Previously, this 'honour' - if you can call having the world's largest asbestos mine an honour - belonged to Asbestos' Jeffery mine.

Panoramic view of the Jeffery mine, Asbestos, Quebec

Panoramic view of the Jeffery mine, Asbestos, Quebec

Opened in 1870, the Jeffery Mine -  known to locals simply as 'the hole' - gave the town of Asbestos its name and employed a majority of its residents. As is often the case with settlements built around asbestos mines, as the mine flourished so did the town. During this asbestos boom Quebec provided as much as half the entire world's supply of asbestos. 

Predictably, the price and demand for asbestos plummeted in the 1980s as the negative health impacts of asbestos exposure became harder and harder to ignore. This lead to the Jeffery mine finally closing its doors in 2011, 8 years after Australia banned asbestos completely. 

At the time of the mine's closure the town was home to 7,096 people, 2000 of which worked at the Jeffery mine. 

So where is the town of Asbestos now, you ask? Well, in 2012 the town was given a $50 million diversification fund from the Parti Quebecois government, replacing a promise of a $58 million loan to renovate and reopen the mine from the previous government. 
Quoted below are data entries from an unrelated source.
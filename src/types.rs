use geo::MultiPolygon;
use serde::Serialize;

#[derive(Debug, Clone, PartialEq)]
pub struct StoreRecord {
    pub country_code: String,
    pub latitude: f64,
    pub longitude: f64,
}

#[derive(Debug, Clone, PartialEq, Eq, Serialize)]
#[serde(rename_all = "camelCase")]
pub struct CountryAggregate {
    pub country_code: String,
    pub total: u32,
}

#[derive(Debug, Clone)]
pub struct CountryFeature {
    pub code: String,
    pub name: String,
    pub geometry: MultiPolygon<f64>,
}
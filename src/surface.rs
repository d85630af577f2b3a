/// A named SVG drawing surface. Drawing appends elements; `clear` removes
/// everything drawn so far.
#[derive(Debug, Clone)]
pub struct SvgSurface {
    name: String,
    width: f64,
    height: f64,
    elements: Vec<String>,
}

impl SvgSurface {
    pub fn new(name: impl Into<String>, width: f64, height: f64) -> Self {
        Self {
            name: name.into(),
            width,
            height,
            elements: Vec::new(),
        }
    }

    pub fn name(&self) -> &str {
        &self.name
    }

    pub fn width(&self) -> f64 {
        self.width
    }

    pub fn height(&self) -> f64 {
        self.height
    }

    pub fn clear(&mut self) {
        self.elements.clear();
    }

    pub fn push(&mut self, element: String) {
        self.elements.push(element);
    }

    pub fn extend<I: IntoIterator<Item = String>>(&mut self, elements: I) {
        self.elements.extend(elements);
    }

    pub fn is_empty(&self) -> bool {
        self.elements.is_empty()
    }

    pub fn len(&self) -> usize {
        self.elements.len()
    }

    pub fn to_svg(&self) -> String {
        let mut svg = format!(
            r#"<svg xmlns="http://www.w3.org/2000/svg" data-panel="{}" width="{}" height="{}" viewBox="0 0 {} {}">"#,
            escape_attr(&self.name),
            self.width,
            self.height,
            self.width,
            self.height
        );
        for element in &self.elements {
            svg.push_str(element);
        }
        svg.push_str("</svg>");
        svg
    }
}

/// Escape text for use inside a double-quoted XML attribute.
pub fn escape_attr(value: &str) -> String {
    let mut escaped = String::with_capacity(value.len());
    for ch in value.chars() {
        match ch {
            '&' => escaped.push_str("&amp;"),
            '<' => escaped.push_str("&lt;"),
            '>' => escaped.push_str("&gt;"),
            '"' => escaped.push_str("&quot;"),
            '\'' => escaped.push_str("&apos;"),
            _ => escaped.push(ch),
        }
    }
    escaped
}
use crate::aggregate::CountryTotals;
use crate::config::MapConfig;
use crate::projection::{self, Projection};
use crate::scale::{Scale, ScaleError};
use crate::surface::{escape_attr, SvgSurface};
use crate::types::CountryFeature;
use rayon::prelude::*;
use tracing::{debug, info};

/// Draw the world map: one group per country with its outline, plus a bubble
/// sized by `scale` for every country that has stores.
///
/// Each group carries `data-index`, `data-code` and `data-name` so the page
/// can route a click on it back to the country selector.
pub fn render_world(
    config: &MapConfig,
    countries: &[CountryFeature],
    totals: &CountryTotals,
    scale: &Scale,
) -> Result<SvgSurface, ScaleError> {
    let width = config.inner_width();
    let height = config.inner_height();
    let projection = Projection::fit_size(
        config.projection,
        width,
        height,
        countries.iter().map(|c| &c.geometry),
    );

    let groups = countries
        .par_iter()
        .enumerate()
        .map(|(index, country)| country_group(config, &projection, index, country, totals, scale))
        .collect::<Result<Vec<String>, ScaleError>>()?;

    let bubbles = countries.iter().filter(|c| totals.contains(&c.code)).count();
    info!(
        "Rendered world map with {} countries and {} bubbles",
        countries.len(),
        bubbles
    );

    let mut surface = SvgSurface::new(config.panel.clone(), config.width, config.height);
    surface.push(format!(
        r#"<g id="map" transform="translate({}, {})">"#,
        config.margin.left, config.margin.top
    ));
    surface.push(r#"<g id="countries">"#.to_string());
    surface.extend(groups);
    surface.push("</g>".to_string());
    surface.push(format!(
        r#"<rect id="bounding-rect" width="{}" height="{}" fill="none" stroke="black"/>"#,
        width, height
    ));
    surface.push("</g>".to_string());
    Ok(surface)
}

fn country_group(
    config: &MapConfig,
    projection: &Projection,
    index: usize,
    country: &CountryFeature,
    totals: &CountryTotals,
    scale: &Scale,
) -> Result<String, ScaleError> {
    let shape = projection.project_geometry(&country.geometry);

    let mut group = format!(
        r#"<g class="country" data-index="{}" data-code="{}" data-name="{}"><path d="{}" fill="{}" opacity="0.6" stroke="black"/>"#,
        index,
        escape_attr(&country.code),
        escape_attr(&country.name),
        projection::svg_path(&shape),
        escape_attr(&config.country_fill),
    );

    if let Some(total) = totals.get(&country.code) {
        match projection::centroid(&shape) {
            Some(center) => {
                let radius = scale.apply(total as f64)?;
                group.push_str(&format!(
                    r#"<circle id="{}" cx="{:.2}" cy="{:.2}" r="{:.2}" fill="{}" opacity="0.5"><title>{}: {}</title></circle>"#,
                    escape_attr(&country.code),
                    center.x(),
                    center.y(),
                    radius,
                    escape_attr(&config.bubble_fill),
                    escape_attr(&country.name),
                    total
                ));
            }
            None => debug!("Country {} has no centroid, skipping bubble", country.code),
        }
    }

    group.push_str("</g>");
    Ok(group)
}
Using this grant Asbestos has managed to attract a pharmaceutical company, a duck hatchery and meat processing plant, a cheese factory and a microbrewery. This grant has also helped the town 're-brand' by demolishing all unused mining buildings. 
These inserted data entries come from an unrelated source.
pub mod aggregate;
pub mod atlas;
pub mod config;
pub mod data;
pub mod detail;
pub mod projection;
pub mod render;
pub mod scale;
pub mod selector;
pub mod server;
pub mod surface;
pub mod types;

use anyhow::{anyhow, Context};
use clap::{Parser, Subcommand};
use std::fs;
use std::path::PathBuf;
use tracing::info;
use tracing_subscriber::EnvFilter;

#[derive(Parser)]
#[command(author, version, about, long_about = None)]
struct Cli {
    #[command(subcommand)]
    command: Commands,
}

#[derive(Subcommand)]
enum Commands {
    /// Render the world map, and optionally country detail panels, to SVG files
    Render {
        #[arg(short, long, value_name = "FILE", default_value = "config.toml")]
        config: PathBuf,
        /// Country code to click on, in order; repeat to fill both panels
        #[arg(short, long = "select", value_name = "CODE")]
        select: Vec<String>,
    },
    /// Serve the interactive map
    Serve {
        #[arg(short, long, value_name = "FILE", default_value = "config.toml")]
        config: PathBuf,
    },
}

#[tokio::main]
async fn main() -> anyhow::Result<()> {
    tracing_subscriber::fmt()
        .with_env_filter(EnvFilter::try_from_default_env().unwrap_or_else(|_| EnvFilter::new("info")))
        .init();

    let cli = Cli::parse();

    match &cli.command {
        Commands::Render { config, select } => {
            info!("Rendering map with config: {:?}", config);
            let app_config = config::AppConfig::load_from_file(config)?;

            let datasets = data::load_datasets(&app_config.input)?;
            let atlas = atlas::Atlas::build(&app_config.map, datasets)?;

            let out_dir = &app_config.output.dir;
            fs::create_dir_all(out_dir)
                .with_context(|| format!("Failed to create output directory {:?}", out_dir))?;

            let world = atlas.render_world(&app_config.map)?;
            let world_path = out_dir.join("world.svg");
            fs::write(&world_path, world.to_svg())
                .with_context(|| format!("Failed to write {:?}", world_path))?;
            info!("Wrote {:?}", world_path);

            let mut panels = selector::DetailPanels::new(&app_config.detail);
            for code in select {
                let country = atlas
                    .find_country(code)
                    .ok_or_else(|| anyhow!("No country with code '{}'", code))?;
                panels.show(country, &atlas.stores);
            }

            for panel in panels.panels().filter(|p| !p.is_empty()) {
                let path = out_dir.join(format!("{}.svg", panel.name()));
                fs::write(&path, panel.to_svg())
                    .with_context(|| format!("Failed to write {:?}", path))?;
                info!("Wrote {:?}", path);
            }
        }
        Commands::Serve { config } => {
            info!("Serving map with config: {:?}", config);
            let app_config = config::AppConfig::load_from_file(config)?;

            let datasets = data::load_datasets(&app_config.input)?;
            let atlas = atlas::Atlas::build(&app_config.map, datasets)?;

            server::start_server(app_config, atlas).await?;
        }
    }

    Ok(())
}
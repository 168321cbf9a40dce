//! Error types for `tceq-core`.

use thiserror::Error;

#[derive(Debug, Error)]
pub enum Error {
  #[error("water system number must not be empty")]
  EmptyWaterSystemNo,

  #[error("serialization error: {0}")]
  Serialization(#[from] serde_json::Error),
}

pub type Result<T, E = Error> = std::result::Result<T, E>;
//! SQLite backend for the TCEQ water-system store.
//!
//! Wraps [`tokio_rusqlite`] so all database access runs on the connection's
//! dedicated thread without blocking the async runtime. That thread also
//! serialises every write, so concurrent callers see last-call-wins ordering.

mod encode;
mod queries;
mod schema;
mod store;

pub mod error;

pub use error::{Error, Result};
pub use store::SqliteStore;

#[cfg(test)]
mod tests;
In a somewhat ironic twist, earlier this year it was revealed that Asbestos may be able to strike it rich from asbestos yet again. As it turns out, the tailings left from mining asbestos are rich in magnesium - a useful mineral that can be turned into a metal. 

While the town of Asbestos may be changing, one thing that isn't is the name. Despite several attempts to change it, it seems for now anyway, that the town is still stuck with its somewhat unfortunate name.